An Interview with Rob Jillson, Head of Cyber Security, AMP Life

Rob Jillson

“The challenge of the cloud is not cybersecurity; the challenge is changing the ways of working across your entire IT organisation.”

FST Media: Has AMP Life’s cybersecurity posture evolved over the last six months? What influenced this shift and how has it better prepared you to tackle imminent security threats?

Jillson: AMP Life is a brand new environment being architecturally designed now. We will be deploying our first environments in the next couple of months. I have a very strong focus on getting the basics right, ensuring there is effective assurance on primary controls and that services are secure by design to avoid bolt-on secondary and tertiary controls that have limited effectiveness and create unnecessary complexity and cost.

FST Media: How important are Government-led compliance directives, such as CPS234, in boosting in-house cyber resilience, or would a more proactive, industry-led approach prove more impactful?

Jillson: There will always be Government-led compliance directives; properly used regulations ensure a good outcome. You can be compliant without being secure, and you can be secure without being complaint. Regulatory compliance must be followed in the spirit of the compliance objectives. As you go through each requirement, strive to ensure that you have not only checked the compliance box but, more importantly, that you have achieved the required outcome to protect your clients and your brand.

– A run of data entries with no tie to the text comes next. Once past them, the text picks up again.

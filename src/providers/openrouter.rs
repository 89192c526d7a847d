//! OpenRouter completion client
//!
//! Talks to any OpenAI-compatible `/chat/completions` endpoint; the default
//! base URL points at OpenRouter. One POST per call, bearer authentication,
//! no retries.

use crate::chat::ChatMessage;
use crate::config::ChatConfig;
use crate::error::{Result, ScribeError};
use crate::providers::{CompletionClient, CompletionRequest};

use async_trait::async_trait;
use reqwest::Client;
use serde::Deserialize;
use std::time::Duration;

/// HTTP client for an OpenAI-compatible completion endpoint
///
/// # Examples
///
/// ```no_run
/// use scribe::config::ChatConfig;
/// use scribe::providers::{CompletionClient, CompletionRequest, OpenRouterClient};
///
/// # async fn example() -> scribe::error::Result<()> {
/// let client = OpenRouterClient::new(ChatConfig::default())?;
/// let request = CompletionRequest::from_history("google/gemma-3-27b-it:free", &[], "Hello!");
/// let reply = client.complete("sk-or-...", &request).await?;
/// println!("{}", reply.content);
/// # Ok(())
/// # }
/// ```
#[derive(Debug, Clone)]
pub struct OpenRouterClient {
    client: Client,
    endpoint: String,
}

/// Successful response body
#[derive(Debug, Deserialize)]
struct CompletionResponseBody {
    #[serde(default)]
    choices: Vec<Choice>,
}

#[derive(Debug, Deserialize)]
struct Choice {
    message: ChoiceMessage,
}

#[derive(Debug, Deserialize)]
struct ChoiceMessage {
    #[serde(default)]
    content: Option<String>,
}

/// Error body returned with non-2xx statuses
#[derive(Debug, Deserialize)]
struct ErrorEnvelope {
    error: ErrorBody,
}

#[derive(Debug, Deserialize)]
struct ErrorBody {
    message: String,
}

impl OpenRouterClient {
    /// Create a client from chat configuration
    ///
    /// A timeout is applied only when `timeout_seconds` is set.
    ///
    /// # Errors
    ///
    /// Returns error if HTTP client initialization fails
    pub fn new(config: ChatConfig) -> Result<Self> {
        let mut builder = Client::builder().user_agent(concat!("scribe/", env!("CARGO_PKG_VERSION")));
        if let Some(seconds) = config.timeout_seconds {
            builder = builder.timeout(Duration::from_secs(seconds));
        }
        let client = builder.build().map_err(|e| {
            ScribeError::Config(format!("Failed to create HTTP client: {}", e))
        })?;

        let endpoint = format!("{}/chat/completions", config.api_base.trim_end_matches('/'));
        tracing::debug!("Initialized completion client: endpoint={}", endpoint);

        Ok(Self { client, endpoint })
    }

    /// Full URL requests are sent to
    pub fn endpoint(&self) -> &str {
        &self.endpoint
    }
}

#[async_trait]
impl CompletionClient for OpenRouterClient {
    async fn complete(&self, credential: &str, request: &CompletionRequest) -> Result<ChatMessage> {
        tracing::debug!(
            "Sending completion request: model={}, {} messages",
            request.model,
            request.messages.len()
        );

        let response = self
            .client
            .post(&self.endpoint)
            .bearer_auth(credential)
            .json(request)
            .send()
            .await
            .map_err(|e| {
                tracing::error!("Completion request failed: {}", e);
                if e.is_timeout() {
                    ScribeError::Completion("request timed out".to_string())
                } else {
                    ScribeError::Completion(format!("transport failure: {}", e))
                }
            })?;

        let status = response.status();
        if !status.is_success() {
            let body = response.text().await.unwrap_or_default();
            let message = match serde_json::from_str::<ErrorEnvelope>(&body) {
                Ok(envelope) => format!(
                    "HTTP error! status: {} - {}",
                    status.as_u16(),
                    envelope.error.message
                ),
                Err(_) => format!("request failed with status {}", status.as_u16()),
            };
            tracing::error!("Completion endpoint returned {}: {}", status, message);
            return Err(ScribeError::Completion(message).into());
        }

        let body: CompletionResponseBody = response.json().await.map_err(|e| {
            tracing::error!("Failed to parse completion response: {}", e);
            ScribeError::Completion(format!("failed to parse response: {}", e))
        })?;

        let content = body
            .choices
            .into_iter()
            .next()
            .and_then(|choice| choice.message.content)
            .ok_or_else(|| ScribeError::Completion("response contained no message".to_string()))?;

        Ok(ChatMessage::assistant(content))
    }
}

I expect Australian regulations will quickly catch up with the US and the UK’s regulatory oversight, so we will continue to measure ourselves on global best practice frameworks (NIST CSF, CIS, Basel, for instance). Alignment to best practice in the fast-changing threat landscape of cybersecurity has the advantages of keeping your brand safe, maintaining your client’s trust, and minimising the risk of noncompliance with current and future regulations.

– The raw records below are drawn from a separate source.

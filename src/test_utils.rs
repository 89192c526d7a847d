//! Test utilities for Scribe
//!
//! This module provides common test utilities including temporary data
//! directories, sample configuration, and assertion helpers.

use crate::error::Result;
use crate::storage::StoreLocation;
use tempfile::TempDir;

/// Create a temporary directory for testing
///
/// # Returns
///
/// Returns a TempDir that will be cleaned up when dropped
pub fn temp_dir() -> TempDir {
    TempDir::new().expect("Failed to create temporary directory")
}

/// Store location inside a fresh temporary directory
///
/// Keep the returned TempDir alive for as long as the store is used.
pub fn temp_location() -> (StoreLocation, TempDir) {
    let dir = temp_dir();
    (StoreLocation::Directory(dir.path().to_path_buf()), dir)
}

/// Assert that an error contains the expected message
///
/// # Arguments
///
/// * `result` - Result to check
/// * `expected` - Expected error message substring
///
/// # Panics
///
/// Panics if the result is Ok or if the error doesn't contain the expected message
pub fn assert_error_contains<T>(result: Result<T>, expected: &str) {
    match result {
        Ok(_) => panic!("Expected error containing '{}' but got Ok", expected),
        Err(e) => {
            let error_msg = e.to_string();
            assert!(
                error_msg.contains(expected),
                "Error message '{}' does not contain '{}'",
                error_msg,
                expected
            );
        }
    }
}

/// Create a test configuration YAML string
///
/// # Returns
///
/// Returns a YAML string with test configuration
pub fn test_config_yaml() -> String {
    r#"
storage:
  data_dir: /tmp/scribe-test
chat:
  api_base: http://localhost:8080/api/v1
  default_model: openai/gpt-4o-mini
  timeout_seconds: 30
"#
    .to_string()
}

#[cfg(test)]
mod tests {
    use super::*;
    use crate::config::Config;
    use crate::error::ScribeError;

    #[test]
    fn test_temp_dir_creation() {
        let dir = temp_dir();
        assert!(dir.path().exists());
    }

    #[test]
    fn test_temp_location_points_into_dir() {
        let (location, dir) = temp_location();
        assert_eq!(location, StoreLocation::Directory(dir.path().to_path_buf()));
    }

    #[test]
    fn test_assert_error_contains_success() {
        let result: Result<()> = Err(ScribeError::Config("test error message".to_string()).into());
        assert_error_contains(result, "test error");
    }

    #[test]
    #[should_panic(expected = "Expected error containing")]
    fn test_assert_error_contains_ok() {
        let result: Result<()> = Ok(());
        assert_error_contains(result, "error");
    }

    #[test]
    #[should_panic(expected = "does not contain")]
    fn test_assert_error_contains_wrong_message() {
        let result: Result<()> = Err(ScribeError::Config("different error".to_string()).into());
        assert_error_contains(result, "not present");
    }

    #[test]
    fn test_test_config_yaml() {
        let yaml = test_config_yaml();
        let config: Config = serde_yaml::from_str(&yaml).unwrap();
        assert!(config.validate().is_ok());
        assert_eq!(config.chat.default_model, "openai/gpt-4o-mini");
    }
}
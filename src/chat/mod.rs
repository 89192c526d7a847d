//! Chat repository
//!
//! Persists settings, chat sessions and saved excerpts in three collections
//! of one database. The store is the only copy of this data; every read
//! goes back to it, so two handles on the same database never disagree.

use crate::error::{Result, ScribeError};
use crate::storage::{CollectionSpec, Store, StoreLocation};

pub mod types;
pub use types::{
    new_record_id, truncate_title, ChatMessage, ChatSession, Excerpt, Role, Setting, SettingKey,
    DEFAULT_SESSION_TITLE, ELLIPSIS, EXCERPT_TITLE_LEN, SESSION_TITLE_LEN,
};

/// Database name for the chat store
pub const CHAT_DB_NAME: &str = "chat";
/// Current chat schema version
pub const CHAT_DB_VERSION: u32 = 1;
/// Settings collection keyed by setting name
pub const SETTINGS: CollectionSpec = CollectionSpec::new("settings", "key");
/// Chat sessions keyed by id
pub const CHATS: CollectionSpec = CollectionSpec::new("chats", "id");
/// Saved excerpts keyed by id
pub const SAVED_MESSAGES: CollectionSpec = CollectionSpec::new("saved_messages", "id");

/// Model used until the user picks one
pub const DEFAULT_MODEL: &str = "google/gemma-3-27b-it:free";

/// Domain operations over the chat collections
#[derive(Debug, Clone)]
pub struct ChatRepository {
    store: Store,
    default_model: String,
}

impl ChatRepository {
    /// Wrap an opened store declaring [`SETTINGS`], [`CHATS`] and [`SAVED_MESSAGES`]
    pub fn new(store: Store) -> Self {
        Self {
            store,
            default_model: DEFAULT_MODEL.to_string(),
        }
    }

    /// Open the chat database at `location`
    ///
    /// # Errors
    ///
    /// Returns `ScribeError::StorageUnavailable` if the database cannot be opened
    pub async fn open(location: &StoreLocation) -> Result<Self> {
        let store = Store::open(
            location,
            CHAT_DB_NAME,
            CHAT_DB_VERSION,
            &[SETTINGS, CHATS, SAVED_MESSAGES],
        )
        .await?;
        Ok(Self::new(store))
    }

    /// Use a different fallback model when none is stored
    pub fn with_default_model(mut self, model: impl Into<String>) -> Self {
        self.default_model = model.into();
        self
    }

    // Settings

    /// Read a setting value
    pub async fn get_setting(&self, key: SettingKey) -> Result<Option<String>> {
        let setting: Option<Setting> = self.store.get(SETTINGS.name, key.as_str()).await?;
        Ok(setting.map(|s| s.value))
    }

    /// Create or overwrite a setting
    pub async fn set_setting(&self, key: SettingKey, value: &str) -> Result<()> {
        let setting = Setting {
            key: key.as_str().to_string(),
            value: value.to_string(),
        };
        self.store.put(SETTINGS.name, &setting).await
    }

    /// Stored credential, treating a blank value as absent
    pub async fn api_key(&self) -> Result<Option<String>> {
        Ok(self
            .get_setting(SettingKey::ApiKey)
            .await?
            .filter(|key| !key.trim().is_empty()))
    }

    /// Stored model, or the default when none was chosen
    pub async fn model(&self) -> Result<String> {
        Ok(self
            .get_setting(SettingKey::Model)
            .await?
            .map(|m| m.trim().to_string())
            .filter(|m| !m.is_empty())
            .unwrap_or_else(|| self.default_model.clone()))
    }

    /// Store both settings from the setup or settings form
    ///
    /// A blank model falls back to the default. `None` keeps the stored model.
    ///
    /// # Errors
    ///
    /// Returns `ScribeError::Validation` if the credential is blank
    pub async fn save_settings(&self, api_key: &str, model: Option<&str>) -> Result<()> {
        if api_key.trim().is_empty() {
            return Err(ScribeError::Validation("API key cannot be empty".to_string()).into());
        }
        let model = match model.map(str::trim) {
            Some(m) if !m.is_empty() => m.to_string(),
            Some(_) => self.default_model.clone(),
            None => self.model().await?,
        };

        self.set_setting(SettingKey::ApiKey, api_key).await?;
        self.set_setting(SettingKey::Model, &model).await?;
        tracing::info!("Saved chat settings (model {})", model);
        Ok(())
    }

    // Sessions

    /// Create and persist an empty session
    pub async fn create_session(&self) -> Result<ChatSession> {
        let session = ChatSession::new();
        self.store.put(CHATS.name, &session).await?;
        tracing::info!("Created chat session {}", session.id);
        Ok(session)
    }

    /// Load a session by id
    pub async fn get_session(&self, id: &str) -> Result<Option<ChatSession>> {
        self.store.get(CHATS.name, id).await
    }

    /// Append a message and rewrite the session record
    ///
    /// The first message of a session also sets its title.
    ///
    /// # Errors
    ///
    /// Returns `ScribeError::NotFound` if the session does not exist
    pub async fn append_message(
        &self,
        session_id: &str,
        role: Role,
        content: &str,
    ) -> Result<ChatSession> {
        let mut session = self.require_session(session_id).await?;
        session.messages.push(ChatMessage {
            role,
            content: content.to_string(),
        });
        session.derive_title();

        self.store.put(CHATS.name, &session).await?;
        tracing::debug!(
            "Appended {} message to {} ({} total)",
            role,
            session.id,
            session.messages.len()
        );
        Ok(session)
    }

    /// Set the title from the only message of a session
    ///
    /// Does nothing unless the session holds exactly one message, so calling it
    /// again after later messages leaves the title alone.
    pub async fn rename_from_first_message(&self, session_id: &str) -> Result<ChatSession> {
        let mut session = self.require_session(session_id).await?;
        if session.derive_title() {
            self.store.put(CHATS.name, &session).await?;
        }
        Ok(session)
    }

    /// All sessions, most recently created first
    pub async fn list_sessions(&self) -> Result<Vec<ChatSession>> {
        let mut sessions: Vec<ChatSession> = self.store.get_all(CHATS.name).await?;
        sessions.sort_by(|a, b| b.created.cmp(&a.created).then_with(|| b.id.cmp(&a.id)));
        Ok(sessions)
    }

    /// Remove every session
    pub async fn delete_all_sessions(&self) -> Result<()> {
        self.store.clear(CHATS.name).await?;
        tracing::info!("Deleted all chat sessions");
        Ok(())
    }

    // Excerpts

    /// Save text from an assistant reply
    pub async fn save_excerpt(&self, content: &str) -> Result<Excerpt> {
        if content.trim().is_empty() {
            return Err(ScribeError::Validation("Excerpt cannot be empty".to_string()).into());
        }
        let excerpt = Excerpt::new(content);
        self.store.put(SAVED_MESSAGES.name, &excerpt).await?;
        Ok(excerpt)
    }

    /// Load one excerpt
    pub async fn get_excerpt(&self, id: &str) -> Result<Option<Excerpt>> {
        self.store.get(SAVED_MESSAGES.name, id).await
    }

    /// All excerpts, most recently saved first
    pub async fn list_excerpts(&self) -> Result<Vec<Excerpt>> {
        let mut excerpts: Vec<Excerpt> = self.store.get_all(SAVED_MESSAGES.name).await?;
        excerpts.sort_by(|a, b| b.created.cmp(&a.created).then_with(|| b.id.cmp(&a.id)));
        Ok(excerpts)
    }

    /// Delete one excerpt; a missing id is a no-op
    pub async fn delete_excerpt(&self, id: &str) -> Result<()> {
        self.store.delete(SAVED_MESSAGES.name, id).await
    }

    async fn require_session(&self, id: &str) -> Result<ChatSession> {
        self.get_session(id)
            .await?
            .ok_or_else(|| ScribeError::NotFound(format!("chat session {}", id)).into())
    }
}

/// Short human name for a model identifier
///
/// Keeps the last path segment, drops any `:variant` suffix and capitalizes
/// the first letter.
///
/// # Examples
///
/// ```
/// use scribe::chat::display_model_name;
///
/// assert_eq!(display_model_name("google/gemma-3-27b-it:free"), "Gemma-3-27b-it");
/// assert_eq!(display_model_name("gpt-4o"), "Gpt-4o");
/// ```
pub fn display_model_name(model: &str) -> String {
    let name = model.rsplit('/').next().unwrap_or(model);
    let name = name.split(':').next().unwrap_or(name);
    let mut chars = name.chars();
    match chars.next() {
        Some(first) => first.to_uppercase().chain(chars).collect(),
        None => String::new(),
    }
}

#[cfg(test)]
mod tests {
    use super::*;
    use crate::error::as_scribe_error;

    async fn repo() -> ChatRepository {
        ChatRepository::open(&StoreLocation::Temporary)
            .await
            .expect("open chat")
    }

    #[tokio::test]
    async fn test_settings_roundtrip_and_overwrite() {
        let chat = repo().await;
        assert!(chat.get_setting(SettingKey::ApiKey).await.unwrap().is_none());

        chat.set_setting(SettingKey::ApiKey, "sk-1").await.unwrap();
        chat.set_setting(SettingKey::ApiKey, "sk-2").await.unwrap();
        assert_eq!(
            chat.get_setting(SettingKey::ApiKey).await.unwrap().as_deref(),
            Some("sk-2")
        );
    }

    #[tokio::test]
    async fn test_model_falls_back_to_default() {
        let chat = repo().await;
        assert_eq!(chat.model().await.unwrap(), DEFAULT_MODEL);

        chat.set_setting(SettingKey::Model, "openai/gpt-4o").await.unwrap();
        assert_eq!(chat.model().await.unwrap(), "openai/gpt-4o");
    }

    #[tokio::test]
    async fn test_save_settings_requires_api_key() {
        let chat = repo().await;
        let err = chat.save_settings("  ", Some("m")).await.unwrap_err();
        assert!(matches!(
            as_scribe_error(&err),
            Some(ScribeError::Validation(_))
        ));
        assert!(chat.api_key().await.unwrap().is_none());
    }

    #[tokio::test]
    async fn test_save_settings_blank_model_uses_default() {
        let chat = repo().await.with_default_model("local/model");
        chat.save_settings("sk-1", Some("")).await.unwrap();
        assert_eq!(chat.model().await.unwrap(), "local/model");
        assert_eq!(chat.api_key().await.unwrap().as_deref(), Some("sk-1"));
    }

    #[tokio::test]
    async fn test_save_settings_without_model_keeps_stored_model() {
        let chat = repo().await;
        chat.save_settings("sk-1", Some("openai/gpt-4o")).await.unwrap();
        chat.save_settings("sk-2", None).await.unwrap();
        assert_eq!(chat.model().await.unwrap(), "openai/gpt-4o");
        assert_eq!(chat.api_key().await.unwrap().as_deref(), Some("sk-2"));
    }

    #[tokio::test]
    async fn test_save_settings_without_model_on_fresh_store_uses_default() {
        let chat = repo().await;
        chat.save_settings("sk-1", None).await.unwrap();
        assert_eq!(chat.model().await.unwrap(), DEFAULT_MODEL);
    }

    #[tokio::test]
    async fn test_create_session_is_persisted() {
        let chat = repo().await;
        let session = chat.create_session().await.unwrap();
        let loaded = chat.get_session(&session.id).await.unwrap().unwrap();
        assert_eq!(loaded.title, DEFAULT_SESSION_TITLE);
        assert!(loaded.messages.is_empty());
    }

    #[tokio::test]
    async fn test_append_three_messages_in_order() {
        let chat = repo().await;
        let session = chat.create_session().await.unwrap();

        chat.append_message(&session.id, Role::User, "first").await.unwrap();
        chat.append_message(&session.id, Role::Assistant, "second").await.unwrap();
        let updated = chat
            .append_message(&session.id, Role::User, "third")
            .await
            .unwrap();

        let contents: Vec<&str> = updated.messages.iter().map(|m| m.content.as_str()).collect();
        assert_eq!(contents, vec!["first", "second", "third"]);
        assert_eq!(updated.title, "first");

        let stored = chat.get_session(&session.id).await.unwrap().unwrap();
        assert_eq!(stored, updated);
    }

    #[tokio::test]
    async fn test_long_first_message_truncates_title() {
        let chat = repo().await;
        let session = chat.create_session().await.unwrap();
        let message = "x".repeat(40);

        let updated = chat
            .append_message(&session.id, Role::User, &message)
            .await
            .unwrap();
        assert_eq!(updated.title, format!("{}...", "x".repeat(30)));
    }

    #[tokio::test]
    async fn test_append_to_missing_session_is_not_found() {
        let chat = repo().await;
        let err = chat
            .append_message("chat_missing", Role::User, "hi")
            .await
            .unwrap_err();
        assert!(matches!(
            as_scribe_error(&err),
            Some(ScribeError::NotFound(_))
        ));
    }

    #[tokio::test]
    async fn test_rename_from_first_message_is_idempotent() {
        let chat = repo().await;
        let session = chat.create_session().await.unwrap();
        chat.append_message(&session.id, Role::User, "topic").await.unwrap();
        chat.append_message(&session.id, Role::Assistant, "reply").await.unwrap();

        let renamed = chat.rename_from_first_message(&session.id).await.unwrap();
        assert_eq!(renamed.title, "topic");
    }

    #[tokio::test]
    async fn test_list_sessions_newest_first() {
        let chat = repo().await;
        let first = chat.create_session().await.unwrap();
        tokio::time::sleep(std::time::Duration::from_millis(5)).await;
        let second = chat.create_session().await.unwrap();

        let ids: Vec<String> = chat
            .list_sessions()
            .await
            .unwrap()
            .into_iter()
            .map(|s| s.id)
            .collect();
        assert_eq!(ids, vec![second.id, first.id]);
    }

    #[tokio::test]
    async fn test_delete_all_sessions_empties_list() {
        let chat = repo().await;
        chat.create_session().await.unwrap();
        chat.create_session().await.unwrap();

        chat.delete_all_sessions().await.unwrap();
        assert!(chat.list_sessions().await.unwrap().is_empty());
    }

    #[tokio::test]
    async fn test_excerpts_lifecycle() {
        let chat = repo().await;
        let older = chat.save_excerpt("fn main() {}").await.unwrap();
        tokio::time::sleep(std::time::Duration::from_millis(5)).await;
        let newer = chat.save_excerpt("SELECT * FROM notes;").await.unwrap();

        let listed = chat.list_excerpts().await.unwrap();
        assert_eq!(listed.len(), 2);
        assert_eq!(listed[0].id, newer.id);

        chat.delete_excerpt(&older.id).await.unwrap();
        assert!(chat.get_excerpt(&older.id).await.unwrap().is_none());
        assert_eq!(chat.list_excerpts().await.unwrap().len(), 1);
    }

    #[test]
    fn test_display_model_name_variants() {
        assert_eq!(display_model_name("google/gemma-3-27b-it:free"), "Gemma-3-27b-it");
        assert_eq!(display_model_name("mistral"), "Mistral");
        assert_eq!(display_model_name(""), "");
    }
}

FST Media: How will the progressive adoption of cloud transform financial institutions’ approach to protecting their critical assets, particularly over the next five years as cloud technology matures?

Jillson: The challenge of the cloud is not cybersecurity; the challenge is changing the ways of working across your entire IT organisation. Cloud fundamentally changes every aspect of IT support, backup, monitoring, incident management, internal processes, reporting, capacity, assurance, etc. Once IT teams have updated their ways of working and understand the shared accountability models of where a cloud or PaaS (platform-as-a-service) vendor is accountable and where you are accountable, it opens up some excellent native controls that you can cost-effectively leverage and that may not have been a cost-effective or realistic option to deploy on-premise.

FST Media: Cross-border and cross-industry collaboration has proved decisive in strengthening cyber defences and mitigating attacks. What can our financial sector do to better promote transparency and mutually beneficial intelligence sharing that serve to boost overall cyber defences across industry?

Jillson: First off, there is always room for improved intelligence sharing and collaboration – the better we get at this, the harder we will make it for malicious actors. At a local level, Australian CISOs and heads of cybersecurity are very collaborative and helpful. We regularly share insights, strategies, lessons learned, and emerging threats with each other. There is also good work being done at the JCSC (Joint Cyber Security Centre), as well as endless options for industry roundtable discussions and security conferences. When it comes to real-time threat intelligence, we should have a global view, not a local view. Luckily, there many excellent options, both paid and open source feeds, that cyber teams should be integrating into their SIEMS (security information and event management) and contributing back to by reporting malicious IoCs (indicators of compromise).

FST Media: Industry currently faces a dearth of security professionals in the job market today. How can financial institutions nurture the next generation of cyber defenders or leverage their current resources to stay ahead of malicious actors and remain resilient?

Jillson: The current demand for security professionals is a significant challenge in the market today. We will continue to compete for the senior resources in the foreseeable future; but there are some excellent options to build the next generation of security professionals from graduate programs, or even moulding existing people within the business or IT backgrounds into security professionals that will bring in a diversity of thought.

FST Media: Communicating risk beyond IT and security teams remains a foremost challenge in financial services. How can security teams do a better job at communicating risk, particularly to the boardroom?

Jillson: Great question. Effectively communicating IT or cyber risk to a non-technical audience is a significant challenge. Too often, cyber teams will report risk as worst-case scenarios. The business reports risks as ‘likely impact’ and your organisation will have a crisis management plan to address worst-case scenarios. It is very important for us also to report likely impact. In the worst case, IT or cyber impact should be communicated and incorporated into crisis management plans.
FST Media: Lastly, on a personal note, what is the best career advice you’ve received and how have you sought to put this into practice?

Jillson: If you are not challenged or learning new skills in a role, change roles.

 

Rob Jillson will be a featured keynote speaker at the Future of Security, Melbourne and Sydney where he’ll explore how cloud and automation can be fully leveraged to scale cybersecurity resources and build a cost-effective and substantive cyber defence.